→ Your task
Give back the data in full. Leave nothing out.

Data excerpts below:

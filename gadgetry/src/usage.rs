//! Token usage tracking for LLM calls.
//!
//! [`TokenUsage`] carries the per-call token counts reported by the
//! transport, including cache-related breakdowns, and supports summation
//! across calls and subtrees.

use std::ops::{Add, AddAssign};

use serde::{Deserialize, Serialize};

/// Token counts for a single LLM call (or an aggregate over several).
#[derive(Debug, Clone, Copy, Default, PartialEq, Eq, Serialize, Deserialize)]
pub struct TokenUsage {
    /// Tokens in the request.
    #[serde(default)]
    pub input_tokens: u64,

    /// Tokens in the generated response.
    #[serde(default)]
    pub output_tokens: u64,

    /// Input tokens served from the provider's prompt cache.
    #[serde(default)]
    pub cached_input_tokens: u64,

    /// Input tokens written into the provider's prompt cache.
    #[serde(default)]
    pub cache_creation_input_tokens: u64,
}

impl TokenUsage {
    /// Create a usage record from input and output token counts.
    #[must_use]
    pub const fn new(input_tokens: u64, output_tokens: u64) -> Self {
        Self {
            input_tokens,
            output_tokens,
            cached_input_tokens: 0,
            cache_creation_input_tokens: 0,
        }
    }

    /// A zeroed usage record.
    #[must_use]
    pub const fn zero() -> Self {
        Self::new(0, 0)
    }

    /// Set the cached input token count.
    #[must_use]
    pub const fn with_cached(mut self, cached_input_tokens: u64) -> Self {
        self.cached_input_tokens = cached_input_tokens;
        self
    }

    /// Set the cache-creation input token count.
    #[must_use]
    pub const fn with_cache_creation(mut self, cache_creation_input_tokens: u64) -> Self {
        self.cache_creation_input_tokens = cache_creation_input_tokens;
        self
    }

    /// Total tokens consumed (input + output).
    #[must_use]
    pub const fn total(&self) -> u64 {
        self.input_tokens + self.output_tokens
    }

    /// Returns `true` if no tokens were recorded.
    #[must_use]
    pub const fn is_zero(&self) -> bool {
        self.input_tokens == 0 && self.output_tokens == 0
    }
}

impl Add for TokenUsage {
    type Output = Self;

    fn add(self, rhs: Self) -> Self {
        Self {
            input_tokens: self.input_tokens + rhs.input_tokens,
            output_tokens: self.output_tokens + rhs.output_tokens,
            cached_input_tokens: self.cached_input_tokens + rhs.cached_input_tokens,
            cache_creation_input_tokens: self.cache_creation_input_tokens
                + rhs.cache_creation_input_tokens,
        }
    }
}

impl AddAssign for TokenUsage {
    fn add_assign(&mut self, rhs: Self) {
        *self = *self + rhs;
    }
}

#[cfg(test)]
#[allow(clippy::unwrap_used)]
mod tests {
    use super::*;

    #[test]
    fn new_sets_totals() {
        let usage = TokenUsage::new(100, 50);
        assert_eq!(usage.input_tokens, 100);
        assert_eq!(usage.output_tokens, 50);
        assert_eq!(usage.total(), 150);
        assert!(!usage.is_zero());
    }

    #[test]
    fn zero_is_zero() {
        assert!(TokenUsage::zero().is_zero());
        assert_eq!(TokenUsage::zero().total(), 0);
    }

    #[test]
    fn add_sums_all_fields() {
        let a = TokenUsage::new(10, 20).with_cached(5).with_cache_creation(1);
        let b = TokenUsage::new(1, 2).with_cached(3).with_cache_creation(4);
        let sum = a + b;
        assert_eq!(sum.input_tokens, 11);
        assert_eq!(sum.output_tokens, 22);
        assert_eq!(sum.cached_input_tokens, 8);
        assert_eq!(sum.cache_creation_input_tokens, 5);
    }

    #[test]
    fn add_assign_accumulates() {
        let mut total = TokenUsage::zero();
        total += TokenUsage::new(7, 3);
        total += TokenUsage::new(1, 1);
        assert_eq!(total.total(), 12);
    }

    #[test]
    fn serde_defaults_missing_fields() {
        let usage: TokenUsage = serde_json::from_str(r#"{"input_tokens": 5}"#).unwrap();
        assert_eq!(usage.input_tokens, 5);
        assert_eq!(usage.output_tokens, 0);
        assert_eq!(usage.cached_input_tokens, 0);
    }
}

End of Data excerpts.

→ Solution for this task
filename gadgetry/src/usage.rs
//! Token usage tracking for LLM calls.
//!
//! [`TokenUsage`] carries the per-call token counts reported by the
//! transport, including cache-related breakdowns, and supports summation
//! across calls and subtrees.

use std::ops::{Add, AddAssign};

use serde::{Deserialize, Serialize};

/// Token counts for a single LLM call (or an aggregate over several).
#[derive(Debug, Clone, Copy, Default, PartialEq, Eq, Serialize, Deserialize)]
pub struct TokenUsage {
    /// Tokens in the request.
    #[serde(default)]
    pub input_tokens: u64,

    /// Tokens in the generated response.
    #[serde(default)]
    pub output_tokens: u64,

    /// Input tokens served from the provider's prompt cache.
    #[serde(default)]
    pub cached_input_tokens: u64,

    /// Input tokens written into the provider's prompt cache.
    #[serde(default)]
    pub cache_creation_input_tokens: u64,
}

impl TokenUsage {
    /// Create a usage record from input and output token counts.
    #[must_use]
    pub const fn new(input_tokens: u64, output_tokens: u64) -> Self {
        Self {
            input_tokens,
            output_tokens,
            cached_input_tokens: 0,
            cache_creation_input_tokens: 0,
        }
    }

    /// A zeroed usage record.
    #[must_use]
    pub const fn zero() -> Self {
        Self::new(0, 0)
    }

    /// Set the cached input token count.
    #[must_use]
    pub const fn with_cached(mut self, cached_input_tokens: u64) -> Self {
        self.cached_input_tokens = cached_input_tokens;
        self
    }

    /// Set the cache-creation input token count.
    #[must_use]
    pub const fn with_cache_creation(mut self, cache_creation_input_tokens: u64) -> Self {
        self.cache_creation_input_tokens = cache_creation_input_tokens;
        self
    }

    /// Total tokens consumed (input + output).
    #[must_use]
    pub const fn total(&self) -> u64 {
        self.input_tokens + self.output_tokens
    }

    /// Returns `true` if no tokens were recorded.
    #[must_use]
    pub const fn is_zero(&self) -> bool {
        self.input_tokens == 0 && self.output_tokens == 0
    }
}

impl Add for TokenUsage {
    type Output = Self;

    fn add(self, rhs: Self) -> Self {
        Self {
            input_tokens: self.input_tokens + rhs.input_tokens,
            output_tokens: self.output_tokens + rhs.output_tokens,
            cached_input_tokens: self.cached_input_tokens + rhs.cached_input_tokens,
            cache_creation_input_tokens: self.cache_creation_input_tokens
                + rhs.cache_creation_input_tokens,
        }
    }
}

impl AddAssign for TokenUsage {
    fn add_assign(&mut self, rhs: Self) {
        *self = *self + rhs;
    }
}

#[cfg(test)]
#[allow(clippy::unwrap_used)]
mod tests {
    use super::*;

    #[test]
    fn new_sets_totals() {
        let usage = TokenUsage::new(100, 50);
        assert_eq!(usage.input_tokens, 100);
        assert_eq!(usage.output_tokens, 50);
        assert_eq!(usage.total(), 150);
        assert!(!usage.is_zero());
    }

    #[test]
    fn zero_is_zero() {
        assert!(TokenUsage::zero().is_zero());
        assert_eq!(TokenUsage::zero().total(), 0);
    }

    #[test]
    fn add_sums_all_fields() {
        let a = TokenUsage::new(10, 20).with_cached(5).with_cache_creation(1);
        let b = TokenUsage::new(1, 2).with_cached(3).with_cache_creation(4);
        let sum = a + b;
        assert_eq!(sum.input_tokens, 11);
        assert_eq!(sum.output_tokens, 22);
        assert_eq!(sum.cached_input_tokens, 8);
        assert_eq!(sum.cache_creation_input_tokens, 5);
    }

    #[test]
    fn add_assign_accumulates() {
        let mut total = TokenUsage::zero();
        total += TokenUsage::new(7, 3);
        total += TokenUsage::new(1, 1);
        assert_eq!(total.total(), 12);
    }

    #[test]
    fn serde_defaults_missing_fields() {
        let usage: TokenUsage = serde_json::from_str(r#"{"input_tokens": 5}"#).unwrap();
        assert_eq!(usage.input_tokens, 5);
        assert_eq!(usage.output_tokens, 0);
        assert_eq!(usage.cached_input_tokens, 0);
    }
}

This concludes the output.